From time to time I run across editorials, letters to the editor, and other random environmental news that I find interesting.  This piece I found particularly compelling and I wanted to share. It comes from a community activist in Muscatine, IA who is really fighting to improve air quality in Muscatine – and throughout the state. Her name is Michelle Marine and you can read her blog at: Simplify, Live, Love

By: Michelle Marine 

In 2006, my husband and I and our four children moved to his hometown of Wilton in Muscatine County. We've lived in lots of large cities, both in the US and abroad. We chose rural living for a variety of issues, one being for an overall healthier lifestyle. I was saddened to learn that the air quality here in rural Iowa is sometimes worse than in the big cities we lived in the past. I started a blog at Simplify, Live, Love.

The blog focuses on frugal living, homeschooling, grammar, and living green. I became interested in the air quality issue after realizing how badly the air smells at our house in Wilton some days.
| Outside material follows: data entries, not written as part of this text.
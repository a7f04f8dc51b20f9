//! Native host: actix-web in front of the same router the Spin component uses.

use std::sync::{Arc, Mutex};

use actix_web::{web, App, HttpRequest, HttpResponse, HttpServer};
use tracing::{error, info};

use crate::config::Settings;
use crate::core::db::init_test_data;
use crate::core::store::MemoryStore;
use crate::{handlers, Blog};

/// Shared across workers. Requests that touch several keys take `writes`
/// so their updates do not interleave.
#[derive(Clone)]
pub struct ServerState {
    store: MemoryStore,
    settings: Settings,
    writes: Arc<Mutex<()>>,
}

impl ServerState {
    pub fn new(store: MemoryStore, settings: Settings) -> Self {
        Self {
            store,
            settings,
            writes: Arc::new(Mutex::new(())),
        }
    }

    pub fn blog(&self) -> Blog {
        Blog::new(self.store.clone(), self.settings.clone())
    }
}

mod adapter {
    use actix_web::HttpRequest;
    use spin_sdk::http::{Method, Request, Response};

    /// Response headers carried back to the client.
    const FORWARDED_HEADERS: [&str; 3] = ["content-type", "location", "set-cookie"];

    pub fn actix_to_spin_request(req: &HttpRequest, body: actix_web::web::Bytes) -> Request {
        let method = match req.method().as_str() {
            "GET" => Method::Get,
            "POST" => Method::Post,
            "PUT" => Method::Put,
            "DELETE" => Method::Delete,
            "HEAD" => Method::Head,
            "OPTIONS" => Method::Options,
            "PATCH" => Method::Patch,
            other => Method::Other(other.to_string()),
        };

        let uri = req.uri().to_string();

        let mut builder = Request::builder();
        builder.method(method).uri(uri);
        for (name, value) in req.headers() {
            if let Ok(val_str) = value.to_str() {
                builder.header(name.as_str(), val_str);
            }
        }

        builder.body(body.to_vec()).build()
    }

    pub fn spin_to_actix_response(spin_resp: Response) -> actix_web::HttpResponse {
        let status = *spin_resp.status();

        let mut response = actix_web::HttpResponse::build(
            actix_web::http::StatusCode::from_u16(status)
                .unwrap_or(actix_web::http::StatusCode::INTERNAL_SERVER_ERROR),
        );
        for name in FORWARDED_HEADERS {
            if let Some(value) = spin_resp.header(name).and_then(|v| v.as_str()) {
                response.insert_header((name, value.to_string()));
            }
        }

        response.body(spin_resp.body().to_vec())
    }
}

/// Requests that change more than one stored value. Follow, unfollow and
/// logout do so on GET too. Single-key updates, like the index cache, are
/// atomic in the store and need no lock.
fn needs_write_lock(req: &HttpRequest) -> bool {
    if req.method() != actix_web::http::Method::GET && req.method() != actix_web::http::Method::HEAD {
        return true;
    }
    let path = req.path().trim_end_matches('/');
    let toggles_follow =
        path.starts_with("/profile/") && (path.ends_with("/follow") || path.ends_with("/unfollow"));
    toggles_follow || path == "/auth/logout"
}

pub async fn handle_all(
    state: web::Data<ServerState>,
    req: HttpRequest,
    body: web::Bytes,
) -> HttpResponse {
    let spin_req = adapter::actix_to_spin_request(&req, body);
    let blog = state.blog();

    let result = if needs_write_lock(&req) {
        match state.writes.lock() {
            Ok(_guard) => handlers::route(&blog, spin_req),
            Err(_) => Err(anyhow::anyhow!("write lock poisoned")),
        }
    } else {
        handlers::route(&blog, spin_req)
    };

    match result {
        Ok(spin_resp) => adapter::spin_to_actix_response(spin_resp),
        Err(e) => {
            error!(error = %e, path = %req.path(), "internal server error");
            HttpResponse::InternalServerError().body("Internal server error")
        }
    }
}

pub async fn run(settings: Settings) -> std::io::Result<()> {
    let store = MemoryStore::new();
    if settings.seed {
        init_test_data(&store).map_err(std::io::Error::other)?;
    }

    let bind = settings.bind.clone();
    let state = web::Data::new(ServerState::new(store, settings));
    info!(%bind, "server listening");

    HttpServer::new(move || {
        App::new()
            .app_data(state.clone())
            .default_service(web::route().to(handle_all))
    })
    .bind(bind)?
    .run()
    .await
}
I researched the issue more in depth when Healthy Child, Healthy World asked for bloggers to blog on air quality.

I was shocked at what I learned about the air quality in Muscatine County. Muscatine County has the highest levels of particulate matter, a hazardous air pollutant. Our residents are exposed to the lowest air quality levels in the state of Iowa. And as we know, many of our friends and neighbors suffer from air-pollution related illnesses, including an unclassifiable upper-respiratory disease physicians have come to call the “Muscatine Crud.”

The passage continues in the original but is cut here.